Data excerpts
::::::::::
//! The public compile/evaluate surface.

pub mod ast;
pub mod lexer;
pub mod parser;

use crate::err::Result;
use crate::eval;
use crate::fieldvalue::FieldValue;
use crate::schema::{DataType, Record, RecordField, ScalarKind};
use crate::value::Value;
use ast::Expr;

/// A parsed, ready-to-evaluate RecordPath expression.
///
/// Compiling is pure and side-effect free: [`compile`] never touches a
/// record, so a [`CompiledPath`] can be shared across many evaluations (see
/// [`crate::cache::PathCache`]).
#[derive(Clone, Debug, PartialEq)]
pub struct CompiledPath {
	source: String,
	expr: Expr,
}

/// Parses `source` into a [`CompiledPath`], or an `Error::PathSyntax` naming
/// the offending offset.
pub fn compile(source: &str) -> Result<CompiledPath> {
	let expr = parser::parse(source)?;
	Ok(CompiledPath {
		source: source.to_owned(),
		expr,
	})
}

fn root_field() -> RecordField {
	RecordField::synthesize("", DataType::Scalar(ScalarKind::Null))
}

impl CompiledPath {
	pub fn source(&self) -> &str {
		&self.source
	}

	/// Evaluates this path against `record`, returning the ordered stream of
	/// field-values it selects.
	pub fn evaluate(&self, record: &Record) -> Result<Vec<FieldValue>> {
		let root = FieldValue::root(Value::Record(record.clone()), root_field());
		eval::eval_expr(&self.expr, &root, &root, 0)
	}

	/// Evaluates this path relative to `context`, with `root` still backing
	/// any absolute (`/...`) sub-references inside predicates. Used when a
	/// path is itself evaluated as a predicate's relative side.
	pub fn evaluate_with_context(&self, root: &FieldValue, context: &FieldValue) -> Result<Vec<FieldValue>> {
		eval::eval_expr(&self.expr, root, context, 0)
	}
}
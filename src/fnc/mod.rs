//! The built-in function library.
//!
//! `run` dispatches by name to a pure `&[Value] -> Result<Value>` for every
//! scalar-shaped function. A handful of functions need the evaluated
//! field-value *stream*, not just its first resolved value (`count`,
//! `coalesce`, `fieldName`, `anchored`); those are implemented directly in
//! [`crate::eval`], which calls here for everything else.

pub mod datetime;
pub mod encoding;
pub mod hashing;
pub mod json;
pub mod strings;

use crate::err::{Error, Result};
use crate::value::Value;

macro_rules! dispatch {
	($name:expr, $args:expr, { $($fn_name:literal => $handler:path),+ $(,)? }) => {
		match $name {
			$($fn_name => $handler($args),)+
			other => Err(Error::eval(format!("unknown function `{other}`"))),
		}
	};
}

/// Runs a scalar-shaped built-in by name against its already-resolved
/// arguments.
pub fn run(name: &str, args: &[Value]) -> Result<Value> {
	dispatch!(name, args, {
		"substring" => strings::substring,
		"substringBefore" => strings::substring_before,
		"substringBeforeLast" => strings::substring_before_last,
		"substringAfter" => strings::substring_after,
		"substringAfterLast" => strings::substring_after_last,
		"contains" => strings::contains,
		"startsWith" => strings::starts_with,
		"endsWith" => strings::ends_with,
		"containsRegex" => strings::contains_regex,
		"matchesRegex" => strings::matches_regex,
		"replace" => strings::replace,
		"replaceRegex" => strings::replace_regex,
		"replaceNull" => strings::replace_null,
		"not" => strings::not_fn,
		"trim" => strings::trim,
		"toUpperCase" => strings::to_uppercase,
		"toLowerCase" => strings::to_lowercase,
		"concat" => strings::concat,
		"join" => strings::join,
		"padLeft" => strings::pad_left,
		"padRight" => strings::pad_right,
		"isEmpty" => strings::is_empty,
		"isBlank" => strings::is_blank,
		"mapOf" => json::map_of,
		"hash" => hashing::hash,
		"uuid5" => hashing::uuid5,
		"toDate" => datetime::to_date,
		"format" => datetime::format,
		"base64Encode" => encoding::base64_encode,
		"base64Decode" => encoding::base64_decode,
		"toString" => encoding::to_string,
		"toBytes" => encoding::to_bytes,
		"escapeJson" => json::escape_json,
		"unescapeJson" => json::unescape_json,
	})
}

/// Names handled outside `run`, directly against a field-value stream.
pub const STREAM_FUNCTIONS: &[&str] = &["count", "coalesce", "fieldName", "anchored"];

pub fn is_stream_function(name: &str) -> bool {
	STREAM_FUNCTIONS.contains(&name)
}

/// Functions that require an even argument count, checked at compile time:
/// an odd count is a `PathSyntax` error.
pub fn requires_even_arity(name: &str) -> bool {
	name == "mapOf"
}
::::::::::
> _GOAL OF THE EXERCISE_: Every line of the data above should be reproduced word for word.

> _EXPECTED ANSWER_:
//! The public compile/evaluate surface.

pub mod ast;
pub mod lexer;
pub mod parser;

use crate::err::Result;
use crate::eval;
use crate::fieldvalue::FieldValue;
use crate::schema::{DataType, Record, RecordField, ScalarKind};
use crate::value::Value;
use ast::Expr;

/// A parsed, ready-to-evaluate RecordPath expression.
///
/// Compiling is pure and side-effect free: [`compile`] never touches a
/// record, so a [`CompiledPath`] can be shared across many evaluations (see
/// [`crate::cache::PathCache`]).
#[derive(Clone, Debug, PartialEq)]
pub struct CompiledPath {
	source: String,
	expr: Expr,
}

/// Parses `source` into a [`CompiledPath`], or an `Error::PathSyntax` naming
/// the offending offset.
pub fn compile(source: &str) -> Result<CompiledPath> {
	let expr = parser::parse(source)?;
	Ok(CompiledPath {
		source: source.to_owned(),
		expr,
	})
}

fn root_field() -> RecordField {
	RecordField::synthesize("", DataType::Scalar(ScalarKind::Null))
}

impl CompiledPath {
	pub fn source(&self) -> &str {
		&self.source
	}

	/// Evaluates this path against `record`, returning the ordered stream of
	/// field-values it selects.
	pub fn evaluate(&self, record: &Record) -> Result<Vec<FieldValue>> {
		let root = FieldValue::root(Value::Record(record.clone()), root_field());
		eval::eval_expr(&self.expr, &root, &root, 0)
	}

	/// Evaluates this path relative to `context`, with `root` still backing
	/// any absolute (`/...`) sub-references inside predicates. Used when a
	/// path is itself evaluated as a predicate's relative side.
	pub fn evaluate_with_context(&self, root: &FieldValue, context: &FieldValue) -> Result<Vec<FieldValue>> {
		eval::eval_expr(&self.expr, root, context, 0)
	}
}
filename src/fnc/mod.rs
//! The built-in function library.
//!
//! `run` dispatches by name to a pure `&[Value] -> Result<Value>` for every
//! scalar-shaped function. A handful of functions need the evaluated
//! field-value *stream*, not just its first resolved value (`count`,
//! `coalesce`, `fieldName`, `anchored`); those are implemented directly in
//! [`crate::eval`], which calls here for everything else.

pub mod datetime;
pub mod encoding;
pub mod hashing;
pub mod json;
pub mod strings;

use crate::err::{Error, Result};
use crate::value::Value;

macro_rules! dispatch {
	($name:expr, $args:expr, { $($fn_name:literal => $handler:path),+ $(,)? }) => {
		match $name {
			$($fn_name => $handler($args),)+
			other => Err(Error::eval(format!("unknown function `{other}`"))),
		}
	};
}

/// Runs a scalar-shaped built-in by name against its already-resolved
/// arguments.
pub fn run(name: &str, args: &[Value]) -> Result<Value> {
	dispatch!(name, args, {
		"substring" => strings::substring,
		"substringBefore" => strings::substring_before,
		"substringBeforeLast" => strings::substring_before_last,
		"substringAfter" => strings::substring_after,
		"substringAfterLast" => strings::substring_after_last,
		"contains" => strings::contains,
		"startsWith" => strings::starts_with,
		"endsWith" => strings::ends_with,
		"containsRegex" => strings::contains_regex,
		"matchesRegex" => strings::matches_regex,
		"replace" => strings::replace,
		"replaceRegex" => strings::replace_regex,
		"replaceNull" => strings::replace_null,
		"not" => strings::not_fn,
		"trim" => strings::trim,
		"toUpperCase" => strings::to_uppercase,
		"toLowerCase" => strings::to_lowercase,
		"concat" => strings::concat,
		"join" => strings::join,
		"padLeft" => strings::pad_left,
		"padRight" => strings::pad_right,
		"isEmpty" => strings::is_empty,
		"isBlank" => strings::is_blank,
		"mapOf" => json::map_of,
		"hash" => hashing::hash,
		"uuid5" => hashing::uuid5,
		"toDate" => datetime::to_date,
		"format" => datetime::format,
		"base64Encode" => encoding::base64_encode,
		"base64Decode" => encoding::base64_decode,
		"toString" => encoding::to_string,
		"toBytes" => encoding::to_bytes,
		"escapeJson" => json::escape_json,
		"unescapeJson" => json::unescape_json,
	})
}

/// Names handled outside `run`, directly against a field-value stream.
pub const STREAM_FUNCTIONS: &[&str] = &["count", "coalesce", "fieldName", "anchored"];

pub fn is_stream_function(name: &str) -> bool {
	STREAM_FUNCTIONS.contains(&name)
}

/// Functions that require an even argument count, checked at compile time:
/// an odd count is a `PathSyntax` error.
pub fn requires_even_arity(name: &str) -> bool {
	name == "mapOf"
}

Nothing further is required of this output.